use std::fmt;
use std::str::FromStr;

use chrono::{DateTime, Utc};
use serde::{Deserialize, Serialize};
use uuid::Uuid;

use crate::errors::ValidationError;

/// Report output formats supported by the pipeline.
#[derive(Debug, Clone, Copy, PartialEq, Eq, Hash, Serialize, Deserialize)]
pub enum ReportKind {
    TabularPdf,
    TabularXlsx,
}

impl ReportKind {
    /// Canonical wire name, used in requests, job payloads and storage rows.
    pub fn as_str(&self) -> &'static str {
        match self {
            ReportKind::TabularPdf => "tabular-pdf",
            ReportKind::TabularXlsx => "tabular-spreadsheet",
        }
    }

    pub fn file_extension(&self) -> &'static str {
        match self {
            ReportKind::TabularPdf => "pdf",
            ReportKind::TabularXlsx => "xlsx",
        }
    }

    pub fn content_type(&self) -> &'static str {
        match self {
            ReportKind::TabularPdf => "application/pdf",
            ReportKind::TabularXlsx => {
                "application/vnd.openxmlformats-officedocument.spreadsheetml.sheet"
            }
        }
    }
}

impl fmt::Display for ReportKind {
    fn fmt(&self, f: &mut fmt::Formatter<'_>) -> fmt::Result {
        f.write_str(self.as_str())
    }
}

impl FromStr for ReportKind {
    type Err = ValidationError;

    fn from_str(s: &str) -> Result<Self, Self::Err> {
        match s {
            "tabular-pdf" => Ok(ReportKind::TabularPdf),
            "tabular-spreadsheet" => Ok(ReportKind::TabularXlsx),
            other => Err(ValidationError::invalid_value(
                "report_kind",
                &format!("unsupported report kind '{}'", other),
            )),
        }
    }
}

/// Report request lifecycle states.
///
/// This is the single canonical status type. Producers and consumers convert
/// to and from text only at the repository boundary.
#[derive(Debug, Clone, Copy, PartialEq, Eq, Serialize, Deserialize)]
pub enum ReportStatus {
    Pending,
    Processing,
    Completed,
    Failed,
}

impl ReportStatus {
    pub fn as_str(&self) -> &'static str {
        match self {
            ReportStatus::Pending => "pending",
            ReportStatus::Processing => "processing",
            ReportStatus::Completed => "completed",
            ReportStatus::Failed => "failed",
        }
    }

    /// Completed and Failed are terminal. No transition ever leaves them.
    pub fn is_terminal(&self) -> bool {
        matches!(self, ReportStatus::Completed | ReportStatus::Failed)
    }
}

impl fmt::Display for ReportStatus {
    fn fmt(&self, f: &mut fmt::Formatter<'_>) -> fmt::Result {
        f.write_str(self.as_str())
    }
}

/// Row mapped to the `report_requests` table.
#[derive(Debug, Clone, Serialize, Deserialize)]
pub struct ReportRequest {
    pub id: Uuid,
    pub class_id: String,
    /// The kind exactly as requested. Parsed into [`ReportKind`] by the
    /// worker, so that an unsupported kind fails the job rather than the
    /// submission.
    pub report_kind: String,
    pub status: ReportStatus,
    pub file_name: Option<String>,
    pub error_detail: Option<String>,
    pub created_at: DateTime<Utc>,
    pub updated_at: DateTime<Utc>,
}

/// Input for creating a report request.
#[derive(Debug, Clone, Deserialize)]
pub struct NewReportRequest {
    pub class_id: String,
    pub report_kind: String,
    pub file_name: Option<String>,
}

/// Artifact metadata for a completed request, one-to-one with the request.
#[derive(Debug, Clone, Serialize, Deserialize)]
pub struct GeneratedReport {
    pub request_id: Uuid,
    pub class_id: String,
    pub report_kind: String,
    pub file_name: String,
    pub object_key: String,
    pub created_at: DateTime<Utc>,
}

/// Queue message instructing a worker to generate one report.
///
/// Carries everything needed to process without reading the status store
/// first.
#[derive(Debug, Clone, PartialEq, Eq, Serialize, Deserialize)]
pub struct ReportJob {
    pub request_id: Uuid,
    pub class_id: String,
    pub report_kind: String,
}

/// Compact listing row for dashboards.
#[derive(Debug, Clone, Serialize)]
pub struct ReportRequestSummary {
    pub id: Uuid,
    pub class_id: String,
    pub report_kind: String,
    pub status: ReportStatus,
    pub created_at: DateTime<Utc>,
}

/// Status view returned to polling callers.
#[derive(Debug, Clone, Serialize)]
pub struct ReportStatusView {
    pub status: ReportStatus,
    pub error_detail: Option<String>,
}

#[cfg(test)]
mod tests {
    use super::*;

    #[test]
    fn test_kind_round_trip() {
        for kind in [ReportKind::TabularPdf, ReportKind::TabularXlsx] {
            assert_eq!(kind.as_str().parse::<ReportKind>().unwrap(), kind);
        }
    }

    #[test]
    fn test_unknown_kind_is_rejected() {
        let err = "docx".parse::<ReportKind>().unwrap_err();
        assert!(err.to_string().contains("docx"));
    }

    #[test]
    fn test_terminal_states() {
        assert!(!ReportStatus::Pending.is_terminal());
        assert!(!ReportStatus::Processing.is_terminal());
        assert!(ReportStatus::Completed.is_terminal());
        assert!(ReportStatus::Failed.is_terminal());
    }

    #[test]
    fn test_job_payload_round_trip() {
        let job = ReportJob {
            request_id: Uuid::new_v4(),
            class_id: "class-42".to_string(),
            report_kind: "tabular-pdf".to_string(),
        };
        let json = serde_json::to_string(&job).unwrap();
        let back: ReportJob = serde_json::from_str(&json).unwrap();
        assert_eq!(back, job);
    }
}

————

__WHAT THE TASK ASKS__
Go through the listing above and report how many of its lines contain the word "FromStr", with only the number as output.

__OUTPUT OF THE EXERCISE__
2